The second question this late publication presents is quite different. Just’s fieldwork took place during – or slightly before – an explosion of (especially Anglophone and French) field research in rural and urban Greece. Much of that research has now been published (Just also takes important unpublished doctoral theses such as that of Mari Clark into account) and the field seems glutted with monographs of Greek village life. Just himself has published well-known articles on various subjects from nationalism to naming to Orthodoxy. How does one place a new monograph on an older period of research within this scenario? Just seems refreshingly without straw horses to beat; he makes no claim that previous ethnographies are generally (or particularly) deficient. (His most serious objection is to Julian Pitt-Rivers’s over-generalizing claims regarding spiritual kinship in the Mediterranean. Pitt-Rivers – in his 1974 “Ritual Kinship in the Mediterranean: Spain and the Balkans,” in J.G. Peristiany, ed., Mediterranean Family Structures – argued that spiritual kinship in this area is basically a contract between individuals and emphasizes individuation; Just sees godparenthood as part of a system of collective reciprocity.) With the array of earlier and later monographs before him, Just engages in a kind of comparative, synthetic, and reflective discussion of the issues raised by his own data by means of a range of other case studies. If a reader wanted to know something about the social anthropology of Greece, Just’s book would be a good place to start. He gives his own data of the late Seventies the advantages of a maturing field, while offering intelligent reconsideration to the wider field.

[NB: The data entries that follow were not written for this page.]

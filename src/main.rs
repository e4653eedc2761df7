use anyhow::{Context, Result};
use clap::{Parser, Subcommand};
use std::path::{Path, PathBuf};
use std::sync::Arc;

use chartsight::{
    report, AnalyzerConfig, ChartAnalyzer, ChartImage, ChartRequest, NarratorConfig,
    OcrConfig, OllamaNarrator, TesseractRecognizer, TimeframeHint,
};

#[derive(Parser)]
#[command(name = "chartsight", version, about = "Trading chart screenshot analyzer")]
struct Cli {
    /// Base URL of the Ollama server used for vision narration.
    #[arg(long, default_value = "http://localhost:11434")]
    ollama_url: String,

    #[command(subcommand)]
    command: Command,
}

#[derive(Subcommand)]
enum Command {
    /// Analyze a single chart screenshot.
    Analyze {
        /// Path to the chart image (PNG or JPEG).
        image: PathBuf,

        /// Force the timeframe label instead of scanning the OCR text.
        #[arg(long)]
        timeframe: Option<String>,
    },
    /// Multi-timeframe analysis over three charts of the same asset.
    Mtf {
        /// Daily (1D) chart screenshot.
        #[arg(long)]
        daily: PathBuf,

        /// 4-hour chart screenshot.
        #[arg(long)]
        h4: PathBuf,

        /// 15-minute chart screenshot.
        #[arg(long)]
        m15: PathBuf,
    },
    /// Verify that the external collaborators (tesseract, Ollama) are
    /// available.
    Check,
}

#[tokio::main]
async fn main() -> Result<()> {
    env_logger::Builder::from_default_env()
        .filter_level(log::LevelFilter::Info)
        .init();

    let cli = Cli::parse();
    let narrator_config = NarratorConfig {
        base_url: cli.ollama_url.clone(),
        ..NarratorConfig::default()
    };

    match cli.command {
        Command::Analyze { image, timeframe } => {
            let analyzer = build_analyzer(narrator_config);
            let chart = load_chart(&image)?;
            let hint = timeframe
                .map(TimeframeHint::Forced)
                .unwrap_or(TimeframeHint::Auto);
            let analysis = analyzer
                .analyze(vec![ChartRequest {
                    image: chart,
                    timeframe: hint,
                }])
                .await;
            println!("{}", report::render(&analysis));
        }
        Command::Mtf { daily, h4, m15 } => {
            let analyzer = build_analyzer(narrator_config);
            let analysis = analyzer
                .analyze_multi_timeframe(load_chart(&daily)?, load_chart(&h4)?, load_chart(&m15)?)
                .await;
            println!("{}", report::render(&analysis));
        }
        Command::Check => run_check(narrator_config).await?,
    }

    Ok(())
}

fn build_analyzer(narrator_config: NarratorConfig) -> ChartAnalyzer {
    ChartAnalyzer::new(
        AnalyzerConfig::default(),
        Arc::new(TesseractRecognizer::new(OcrConfig::default())),
        Arc::new(OllamaNarrator::new(narrator_config)),
    )
}

fn load_chart(path: &Path) -> Result<ChartImage> {
    let bytes =
        std::fs::read(path).with_context(|| format!("failed to read {}", path.display()))?;
    ChartImage::from_bytes(bytes)
}

/// Environment probe: reports what is missing and how to fix it, exit code 1
/// when any collaborator is unavailable.
async fn run_check(narrator_config: NarratorConfig) -> Result<()> {
    println!("Checking external collaborators...");
    let mut all_ok = true;

    let recognizer = TesseractRecognizer::new(OcrConfig::default());
    match recognizer.probe() {
        Ok(banner) => println!("  ok: {banner}"),
        Err(err) => {
            all_ok = false;
            println!("  missing: tesseract ({err:#})");
            println!("    Linux: sudo apt-get install tesseract-ocr");
            println!("    macOS: brew install tesseract");
        }
    }

    let narrator = OllamaNarrator::new(narrator_config);
    match narrator.list_models().await {
        Ok(models) if models.is_empty() => {
            all_ok = false;
            println!("  warning: Ollama is reachable but no models are pulled");
            println!("    run: ollama pull llava:7b");
        }
        Ok(models) => println!("  ok: Ollama models: {}", models.join(", ")),
        Err(err) => {
            all_ok = false;
            println!("  missing: Ollama server ({err:#})");
            println!("    install from ollama.com, then run: ollama pull llava:7b");
        }
    }

    if !all_ok {
        std::process::exit(1);
    }
    println!("All collaborators available.");
    Ok(())
}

Of course, not everything is included in Just’s picture. While a focus on kinship and community might sound immensely broad, it is in fact quite specific; Just’s viewpoint was that of a young foreign man to whom certain persons and sites were inevitably more available than others (notably, of course, the domestic life of women was more or less off-limits, and conversely the magazia were especially accessible.) There are some missing bits in the history (very little on the Second World War and Civil War periods). I feel that Just might more creatively have used some resources outside the Greek corpus he knows so well (Charles Lindholm’s 1982 work on male kin and male friendship, for example, Generosity and Jealousy: The Swat Pukhtun of Northern Pakistan). Finally, I would have been interested to hear more from Just about time and ethnography. While his introduction does include reflections on the field – past and recent directions in ethnography, in Greece and elsewhere – he says relatively little about his own experience of researching, writing, and thinking in the temporal context of this book.

If anthropology at some point was – and is popularly still thought to be – in fear of losing its subjects, Just’s book is another proof that we can sleep soundly at night. Researchers continue to write monographs – island studies, city studies, studies of networks and corporations – as the world changes, and, mysteriously, as Just argues, people continue to generate the stuff of social life: its rhetorics of identity, its attempts at collective action and individual distinction. Nothing, in the end, really depended on the illusion of the isolated village. What counts for Just is not the system of kinship, or relative isolation, or integration into world markets, but what ideology makes of these matters: the “way people think” (p. 127). In that sense, “relative isolation” may be, not only the best description of the past, but the stable – if virtual – description of the present and future.

Laurie Hart is associate professor and chair of the department of anthropology at Haverford College.